* **PROBLEM TO SOLVE**: Restate, word for word, the lines from the opening line of the data through the line containing "pub fn from_epoch(epoch_secs: i64, utc_offset_secs: i32)", both included, and nothing else.

[MATERIAL PROVIDED Boundary: Start]

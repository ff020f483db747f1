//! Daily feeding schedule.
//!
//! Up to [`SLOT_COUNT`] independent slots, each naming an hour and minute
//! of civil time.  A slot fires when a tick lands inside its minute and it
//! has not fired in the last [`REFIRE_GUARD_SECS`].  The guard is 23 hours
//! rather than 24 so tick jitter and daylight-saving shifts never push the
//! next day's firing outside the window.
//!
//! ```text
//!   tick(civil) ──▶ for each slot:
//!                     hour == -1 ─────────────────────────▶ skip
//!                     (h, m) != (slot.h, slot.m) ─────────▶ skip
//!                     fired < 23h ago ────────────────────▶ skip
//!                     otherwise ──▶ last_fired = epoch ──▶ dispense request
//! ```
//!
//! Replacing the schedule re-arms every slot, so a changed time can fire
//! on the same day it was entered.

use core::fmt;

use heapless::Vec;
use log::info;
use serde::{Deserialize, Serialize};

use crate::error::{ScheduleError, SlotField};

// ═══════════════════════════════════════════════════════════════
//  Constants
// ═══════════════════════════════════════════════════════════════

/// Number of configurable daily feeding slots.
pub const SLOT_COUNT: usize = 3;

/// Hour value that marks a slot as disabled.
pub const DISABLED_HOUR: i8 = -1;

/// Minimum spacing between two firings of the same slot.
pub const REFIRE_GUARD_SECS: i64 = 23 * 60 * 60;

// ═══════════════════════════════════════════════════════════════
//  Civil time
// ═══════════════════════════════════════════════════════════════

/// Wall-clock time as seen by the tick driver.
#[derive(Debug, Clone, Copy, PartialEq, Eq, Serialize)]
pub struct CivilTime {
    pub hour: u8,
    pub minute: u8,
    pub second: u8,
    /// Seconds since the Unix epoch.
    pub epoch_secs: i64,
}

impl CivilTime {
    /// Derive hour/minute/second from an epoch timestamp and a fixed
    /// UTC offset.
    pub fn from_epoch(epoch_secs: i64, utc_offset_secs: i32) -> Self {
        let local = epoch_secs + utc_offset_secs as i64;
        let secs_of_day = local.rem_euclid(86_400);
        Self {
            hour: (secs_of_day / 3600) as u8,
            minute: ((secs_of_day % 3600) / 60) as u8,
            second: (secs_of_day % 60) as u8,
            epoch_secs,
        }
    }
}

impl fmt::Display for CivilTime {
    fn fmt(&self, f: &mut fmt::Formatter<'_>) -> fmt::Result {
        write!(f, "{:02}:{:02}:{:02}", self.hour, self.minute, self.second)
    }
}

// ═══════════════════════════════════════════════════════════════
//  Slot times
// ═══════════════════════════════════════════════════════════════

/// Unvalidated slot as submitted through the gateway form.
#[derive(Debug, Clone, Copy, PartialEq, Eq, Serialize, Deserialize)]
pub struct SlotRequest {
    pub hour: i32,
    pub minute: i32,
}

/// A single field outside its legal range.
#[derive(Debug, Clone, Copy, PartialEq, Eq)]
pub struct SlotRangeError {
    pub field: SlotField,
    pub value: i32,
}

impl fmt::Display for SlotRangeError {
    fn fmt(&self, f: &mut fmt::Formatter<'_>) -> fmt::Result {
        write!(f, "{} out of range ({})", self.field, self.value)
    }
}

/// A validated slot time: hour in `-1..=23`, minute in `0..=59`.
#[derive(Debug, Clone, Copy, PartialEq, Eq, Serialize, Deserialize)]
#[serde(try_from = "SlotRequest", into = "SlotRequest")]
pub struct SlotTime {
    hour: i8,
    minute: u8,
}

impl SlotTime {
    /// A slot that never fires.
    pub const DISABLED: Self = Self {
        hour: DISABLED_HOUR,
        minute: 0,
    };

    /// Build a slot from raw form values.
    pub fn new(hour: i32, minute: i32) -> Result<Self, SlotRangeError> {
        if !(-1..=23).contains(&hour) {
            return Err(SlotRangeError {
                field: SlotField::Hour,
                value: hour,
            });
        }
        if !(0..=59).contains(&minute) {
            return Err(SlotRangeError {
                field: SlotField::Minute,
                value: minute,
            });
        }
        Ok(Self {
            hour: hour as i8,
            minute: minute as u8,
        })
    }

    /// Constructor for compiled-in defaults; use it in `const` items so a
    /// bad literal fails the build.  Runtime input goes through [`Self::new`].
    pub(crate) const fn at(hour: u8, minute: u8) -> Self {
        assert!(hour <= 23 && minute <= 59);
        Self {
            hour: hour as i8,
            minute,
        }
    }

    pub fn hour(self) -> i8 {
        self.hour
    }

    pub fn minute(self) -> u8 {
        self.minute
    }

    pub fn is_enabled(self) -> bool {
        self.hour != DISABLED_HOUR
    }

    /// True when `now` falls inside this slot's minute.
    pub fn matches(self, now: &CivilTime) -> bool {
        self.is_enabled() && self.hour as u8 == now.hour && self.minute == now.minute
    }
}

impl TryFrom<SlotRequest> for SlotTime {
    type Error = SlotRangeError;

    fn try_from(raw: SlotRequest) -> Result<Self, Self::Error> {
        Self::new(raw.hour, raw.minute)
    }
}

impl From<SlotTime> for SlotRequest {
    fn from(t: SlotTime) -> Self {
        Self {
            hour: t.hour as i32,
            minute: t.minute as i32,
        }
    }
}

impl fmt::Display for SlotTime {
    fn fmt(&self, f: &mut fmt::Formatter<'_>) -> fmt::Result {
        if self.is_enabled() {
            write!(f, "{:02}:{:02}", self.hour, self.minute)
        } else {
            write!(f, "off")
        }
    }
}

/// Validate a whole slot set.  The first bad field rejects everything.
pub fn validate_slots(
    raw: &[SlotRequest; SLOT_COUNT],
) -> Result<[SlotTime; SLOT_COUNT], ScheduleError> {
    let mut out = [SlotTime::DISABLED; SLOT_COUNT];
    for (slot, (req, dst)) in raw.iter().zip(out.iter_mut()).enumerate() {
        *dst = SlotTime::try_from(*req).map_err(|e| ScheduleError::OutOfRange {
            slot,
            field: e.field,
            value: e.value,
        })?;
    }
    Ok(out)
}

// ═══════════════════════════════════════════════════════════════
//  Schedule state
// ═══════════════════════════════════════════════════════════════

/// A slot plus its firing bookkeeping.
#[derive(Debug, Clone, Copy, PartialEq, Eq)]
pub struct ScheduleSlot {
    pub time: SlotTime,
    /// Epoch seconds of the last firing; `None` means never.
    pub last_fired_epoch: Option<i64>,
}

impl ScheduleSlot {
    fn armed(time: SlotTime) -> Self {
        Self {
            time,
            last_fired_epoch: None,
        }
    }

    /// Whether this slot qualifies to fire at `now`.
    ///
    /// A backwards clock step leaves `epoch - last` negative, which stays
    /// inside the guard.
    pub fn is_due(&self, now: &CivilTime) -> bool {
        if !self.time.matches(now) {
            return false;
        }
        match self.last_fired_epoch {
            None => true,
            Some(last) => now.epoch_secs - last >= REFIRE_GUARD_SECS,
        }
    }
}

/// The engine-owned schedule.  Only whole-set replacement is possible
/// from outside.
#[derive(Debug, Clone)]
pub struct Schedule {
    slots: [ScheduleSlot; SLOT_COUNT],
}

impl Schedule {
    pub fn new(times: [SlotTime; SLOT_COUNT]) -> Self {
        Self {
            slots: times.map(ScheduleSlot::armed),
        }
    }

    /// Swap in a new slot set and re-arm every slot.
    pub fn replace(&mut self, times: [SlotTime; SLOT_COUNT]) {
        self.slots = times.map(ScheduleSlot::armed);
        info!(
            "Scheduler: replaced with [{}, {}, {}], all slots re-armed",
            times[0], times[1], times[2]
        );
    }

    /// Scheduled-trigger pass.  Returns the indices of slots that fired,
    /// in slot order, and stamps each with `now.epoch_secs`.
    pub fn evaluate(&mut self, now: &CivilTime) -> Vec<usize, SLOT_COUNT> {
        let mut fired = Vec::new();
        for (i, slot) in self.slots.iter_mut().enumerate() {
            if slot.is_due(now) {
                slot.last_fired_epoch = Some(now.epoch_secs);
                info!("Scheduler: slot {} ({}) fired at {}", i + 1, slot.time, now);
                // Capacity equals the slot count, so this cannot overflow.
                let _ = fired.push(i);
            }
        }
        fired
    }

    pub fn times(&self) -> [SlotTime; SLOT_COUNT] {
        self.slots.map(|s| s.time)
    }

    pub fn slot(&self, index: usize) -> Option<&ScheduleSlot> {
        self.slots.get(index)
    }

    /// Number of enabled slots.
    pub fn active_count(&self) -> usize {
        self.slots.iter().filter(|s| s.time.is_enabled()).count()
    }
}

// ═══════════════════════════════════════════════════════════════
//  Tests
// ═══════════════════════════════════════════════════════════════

[MATERIAL PROVIDED Boundary: End]

* **REPLY**:
repository ff020f483db747f1
//! Daily feeding schedule.
//!
//! Up to [`SLOT_COUNT`] independent slots, each naming an hour and minute
//! of civil time.  A slot fires when a tick lands inside its minute and it
//! has not fired in the last [`REFIRE_GUARD_SECS`].  The guard is 23 hours
//! rather than 24 so tick jitter and daylight-saving shifts never push the
//! next day's firing outside the window.
//!
//! ```text
//!   tick(civil) ──▶ for each slot:
//!                     hour == -1 ─────────────────────────▶ skip
//!                     (h, m) != (slot.h, slot.m) ─────────▶ skip
//!                     fired < 23h ago ────────────────────▶ skip
//!                     otherwise ──▶ last_fired = epoch ──▶ dispense request
//! ```
//!
//! Replacing the schedule re-arms every slot, so a changed time can fire
//! on the same day it was entered.

use core::fmt;

use heapless::Vec;
use log::info;
use serde::{Deserialize, Serialize};

use crate::error::{ScheduleError, SlotField};

// ═══════════════════════════════════════════════════════════════
//  Constants
// ═══════════════════════════════════════════════════════════════

/// Number of configurable daily feeding slots.
pub const SLOT_COUNT: usize = 3;

/// Hour value that marks a slot as disabled.
pub const DISABLED_HOUR: i8 = -1;

/// Minimum spacing between two firings of the same slot.
pub const REFIRE_GUARD_SECS: i64 = 23 * 60 * 60;

// ═══════════════════════════════════════════════════════════════
//  Civil time
// ═══════════════════════════════════════════════════════════════

/// Wall-clock time as seen by the tick driver.
#[derive(Debug, Clone, Copy, PartialEq, Eq, Serialize)]
pub struct CivilTime {
    pub hour: u8,
    pub minute: u8,
    pub second: u8,
    /// Seconds since the Unix epoch.
    pub epoch_secs: i64,
}

impl CivilTime {
    /// Derive hour/minute/second from an epoch timestamp and a fixed
    /// UTC offset.
    pub fn from_epoch(epoch_secs: i64, utc_offset_secs: i32) -> Self {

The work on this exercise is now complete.